Pinceladas coloridas no matraquear
diário a respeito das políticas que vão pelo mundo, num bate e foge, directo e
breve e simples, sobre as carapuças dos pobres mortais, arlequins em bolandas,
enquanto VPV se instala na superioridade fria do seu saber de cátedra.
Quanto a João Miguel Tavares,
a prosa chã das suas pulsões nervosas, geralmente ditadas por um pensamento
justo, caso da análise que faz do racismo. Quanto a Assunção Cristas, não a
defendo como, aparentemente, faz JMT. Parece-me esta uma figura gratuitamente
provocatória quando se dirige ao ministro, em alegações geralmente de
banalidade discursiva, papagueante, não convincente, de menina aplicada mas sem
chama, a chama que tinha, naturalmente, o saudoso Paulo Portas.
I - OPINIÃO: DIÁRIO
Armando Vara, o Novo Banco, a CGD, o
e-Toupeira, o pirata informático, o genro de Jerónimo: a vida pública
portuguesa transformou-se numa história de polícias e ladrões.
VASCO PULIDO VALENTE PÚBLICO, 26
de Janeiro de 2019
Décima semana dos “coletes” por toda a França, de Rennes a Toulouse. Entretanto, o putativo de Gaulle,
Macron, esse patético homenzinho, anda pela
paisagem a pedir um “debate nacional”. Exercício vão.
Os franceses pagam 49% do PIB em impostos e o Estado gasta 56% do PIB com os
franceses. A França está imobilizada na mediocridade e é irreformável.
Se o dr. António Costa ficar por cá muito tempo, acontece o mesmo a Portugal.

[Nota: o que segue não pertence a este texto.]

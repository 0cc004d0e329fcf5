use crate::models::TrackedItem;
use crate::utils::error::Result;
use async_trait::async_trait;
use std::path::{Path, PathBuf};
use tokio::fs;

/// Persistence seam for the tracked-item collection. Loaded once at startup;
/// every save rewrites the full collection. Callers serialize writes.
#[async_trait]
pub trait ItemStore: Send + Sync {
    async fn load(&self) -> Result<Vec<TrackedItem>>;
    async fn save(&self, items: &[TrackedItem]) -> Result<()>;
}

/// Stores the collection as one pretty-printed JSON array on disk.
pub struct JsonFileStore {
    path: PathBuf,
}

impl JsonFileStore {
    pub fn new(path: impl Into<PathBuf>) -> Self {
        Self { path: path.into() }
    }

    pub fn path(&self) -> &Path {
        &self.path
    }
}

#[async_trait]
impl ItemStore for JsonFileStore {
    async fn load(&self) -> Result<Vec<TrackedItem>> {
        let raw = match fs::read_to_string(&self.path).await {
            Ok(raw) => raw,
            // Missing file means nothing tracked yet
            Err(e) if e.kind() == std::io::ErrorKind::NotFound => return Ok(Vec::new()),
            Err(e) => return Err(e.into()),
        };
        // A file that exists but does not parse is an error: the next save
        // would overwrite whatever it held
        let items = serde_json::from_str(&raw)?;
        Ok(items)
    }

    async fn save(&self, items: &[TrackedItem]) -> Result<()> {
        if let Some(parent) = self.path.parent() {
            if !parent.as_os_str().is_empty() {
                fs::create_dir_all(parent).await?;
            }
        }
        let raw = serde_json::to_string_pretty(items)?;
        fs::write(&self.path, raw).await?;
        Ok(())
    }
}
use thiserror::Error;

#[derive(Error, Debug)]
pub enum AppError {
    #[error("Browser error: {0}")]
    Browser(String),

    #[error("HTTP client error: {0}")]
    Http(#[from] reqwest::Error),

    #[error("Configuration error: {0}")]
    Config(#[from] config::ConfigError),

    #[error("Serialization error: {0}")]
    Serialization(#[from] serde_json::Error),

    #[error("IO error: {0}")]
    Io(#[from] std::io::Error),

    #[error("Scheduler error: {0}")]
    Scheduler(#[from] tokio_cron_scheduler::JobSchedulerError),

    #[error("Store error: {0}")]
    Store(String),

    #[error("Notification error: {0}")]
    Notification(String),

    #[error("Validation error: {0}")]
    Validation(String),

    #[error("Not found: {resource}")]
    NotFound { resource: String },

    #[error("Internal error: {0}")]
    Internal(String),
}

impl AppError {
    /// Wraps a headless_chrome failure, flattening its error chain into one line.
    pub fn browser(err: anyhow::Error) -> Self {
        AppError::Browser(format!("{err:#}"))
    }
}

// Result type alias for convenience
pub type Result<T> = std::result::Result<T, AppError>;
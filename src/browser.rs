use anyhow::{Result, anyhow};
use headless_chrome::{Browser, LaunchOptions, Tab};
use std::collections::HashMap;
use std::sync::Arc;
use std::time::Duration;

use crate::config::BrowserConfig;

/// Keeps the shared Chrome process alive across poll cycles; the crate
/// default would reap it after 30 idle seconds.
const IDLE_BROWSER_TIMEOUT: Duration = Duration::from_secs(86_400);

/// Process-wide Chrome session, launched once at startup. Dropping the
/// session terminates the Chrome process.
pub struct BrowserSession {
    browser: Browser,
    config: BrowserConfig,
}

impl BrowserSession {
    pub fn launch(config: &BrowserConfig) -> Result<Self> {
        let mut launch_options = LaunchOptions::default_builder()
            .headless(config.headless)
            .sandbox(false) // Often needed in containerized environments
            .window_size(Some((config.window_width, config.window_height)))
            .idle_browser_timeout(IDLE_BROWSER_TIMEOUT)
            .args(vec![
                std::ffi::OsStr::new("--no-sandbox"),
                std::ffi::OsStr::new("--disable-setuid-sandbox"),
                std::ffi::OsStr::new("--disable-dev-shm-usage"),
                std::ffi::OsStr::new("--disable-gpu"),
                std::ffi::OsStr::new("--disable-blink-features=AutomationControlled"),
            ])
            .build()
            .map_err(|e| anyhow!("Failed to create launch options: {}", e))?;

        // Set Chrome path if provided
        if let Some(chrome_path) = &config.chrome_path {
            launch_options.path = Some(std::path::PathBuf::from(chrome_path));
        }

        let browser =
            Browser::new(launch_options).map_err(|e| anyhow!("Failed to launch browser: {}", e))?;

        Ok(Self {
            browser,
            config: config.clone(),
        })
    }

    /// Opens a fresh tab with the configured identity headers applied. One
    /// page serves exactly one probe.
    pub fn new_page(&self) -> Result<ProbePage> {
        let tab = self
            .browser
            .new_tab()
            .map_err(|e| anyhow!("Failed to create tab: {}", e))?;

        tab.set_user_agent(&self.config.user_agent, None, None)
            .map_err(|e| anyhow!("Failed to set user agent: {}", e))?;

        let headers = HashMap::from([("Accept-Language", self.config.accept_language.as_str())]);
        tab.set_extra_http_headers(headers)
            .map_err(|e| anyhow!("Failed to set request headers: {}", e))?;

        Ok(ProbePage { tab })
    }
}

/// One isolated page context. The tab is closed when the page is dropped,
/// so every probe exit path releases it.
pub struct ProbePage {
    tab: Arc<Tab>,
}

impl ProbePage {
    pub fn tab(&self) -> &Arc<Tab> {
        &self.tab
    }

    pub fn open(&self, url: &str) -> Result<()> {
        self.tab
            .navigate_to(url)
            .map_err(|e| anyhow!("Navigation to {} failed: {}", url, e))?;
        self.tab
            .wait_until_navigated()
            .map_err(|e| anyhow!("Page load failed: {}", e))?;
        Ok(())
    }

    /// Current document serialized to HTML.
    pub fn content(&self) -> Result<String> {
        self.tab
            .get_content()
            .map_err(|e| anyhow!("Failed to get page content: {}", e))
    }

    /// Clicks the first element matching `selector`. Returns false when no
    /// element matches or the click does not land.
    pub fn click_first(&self, selector: &str) -> bool {
        match self.tab.find_element(selector) {
            Ok(element) => element.click().is_ok(),
            Err(_) => false,
        }
    }

    pub fn evaluate_bool(&self, js: &str) -> Result<bool> {
        let result = self
            .tab
            .evaluate(js, false)
            .map_err(|e| anyhow!("Script evaluation failed: {}", e))?;
        Ok(result.value.and_then(|v| v.as_bool()).unwrap_or(false))
    }

    pub fn evaluate_string(&self, js: &str) -> Result<String> {
        let result = self
            .tab
            .evaluate(js, false)
            .map_err(|e| anyhow!("Script evaluation failed: {}", e))?;
        Ok(result
            .value
            .and_then(|v| v.as_str().map(String::from))
            .unwrap_or_default())
    }

    /// Waits until any of the selectors matches, or the timeout passes.
    pub fn wait_for_any(&self, selectors: &[&str], timeout: Duration) -> bool {
        let joined = selectors.join(", ");
        self.tab
            .wait_for_element_with_custom_timeout(&joined, timeout)
            .is_ok()
    }
}

impl Drop for ProbePage {
    fn drop(&mut self) {
        let _ = self.tab.close(true);
    }
}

O
que, de resto, não nos desviava de uma longa tradição.
Notícia
dos jornais: o “coordenador regional do Porto da secção temática de Relações
Exteriores do Conselho Estratégico Nacional... renunciou ao cargo”. Nem sequer
me espanta, há muito tempo que sei como é a cabeça do inventor desta maravilha.
20 de Janeiro
Armando
Vara, o Novo Banco, a CGD, o e-Toupeira, o pirata
informático, o genro de Jerónimo: a vida pública portuguesa transformou-se numa
história de polícias e ladrões. Percebo
que a alma persecutória que mora em cada um de nós se alegre com estas coisas.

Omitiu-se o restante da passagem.